Parastomal hernia with obstruction, without gangrene
ICD-10 K43.3 is a billable code used to indicate a diagnosis of parastomal hernia with obstruction, without gangrene.
K43.3 refers to a parastomal hernia with obstruction, without gangrene, which occurs when tissue protrudes through the abdominal wall near a stoma, leading to a blockage in the intestines. This condition typically arises in patients who have undergone ostomy surgery, where a stoma is created for waste elimination. The hernia can develop due to increased intra-abdominal pressure, poor surgical technique, or weakness in the abdominal wall. Clinically, patients may present with symptoms such as abdominal pain, nausea, vomiting, and signs of bowel obstruction. The anatomy involved includes the abdominal wall, stoma site, and the adjacent bowel segments. Disease progression can lead to severe complications if not addressed, including strangulation of the bowel, which is not present in this specific code. Diagnostic considerations include physical examination, imaging studies like ultrasound or CT scans, and assessment of stoma function. Timely diagnosis and intervention are crucial to prevent further complications and ensure patient safety.

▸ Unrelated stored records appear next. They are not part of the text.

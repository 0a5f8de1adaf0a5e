//! GPU resources that back pooled allocations.
//!
//! - [`DeviceMemory`] - one device memory block, sub-allocated for resources
//! - [`Buffer`] - one buffer object bound into a memory block, sub-allocated
//!   for vertex, index, uniform and staging data
//!
//! Both are arenas: pools create them, own them through [`Arc`], and never
//! remove them. Callers only ever see them through a [`Lease`](crate::memory::Lease)
//! holding a weak reference.
//!
//! [`Arc`]: std::sync::Arc

mod buffer;
mod device_memory;

pub use buffer::Buffer;
pub use device_memory::DeviceMemory;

Standard ICD-10-CM documentation requirements apply
Various clinical presentations within this specialty area
Follow specialty-specific billing guidelines
Standard ICD-10-CM documentation requirements apply
Various clinical presentations within this specialty area
Follow specialty-specific billing guidelines
K43.3 specifically covers parastomal hernias that present with obstruction but do not involve gangrene. This includes cases where the hernia causes bowel blockage without compromising blood supply to the affected bowel segment.
K43.3 should be used when there is clear documentation of a parastomal hernia causing obstruction. If the hernia is present without obstruction, K43.2 should be used instead.
Documentation should include clinical findings of obstruction, imaging results confirming the hernia, and a clear description of the patient's symptoms and treatment plan.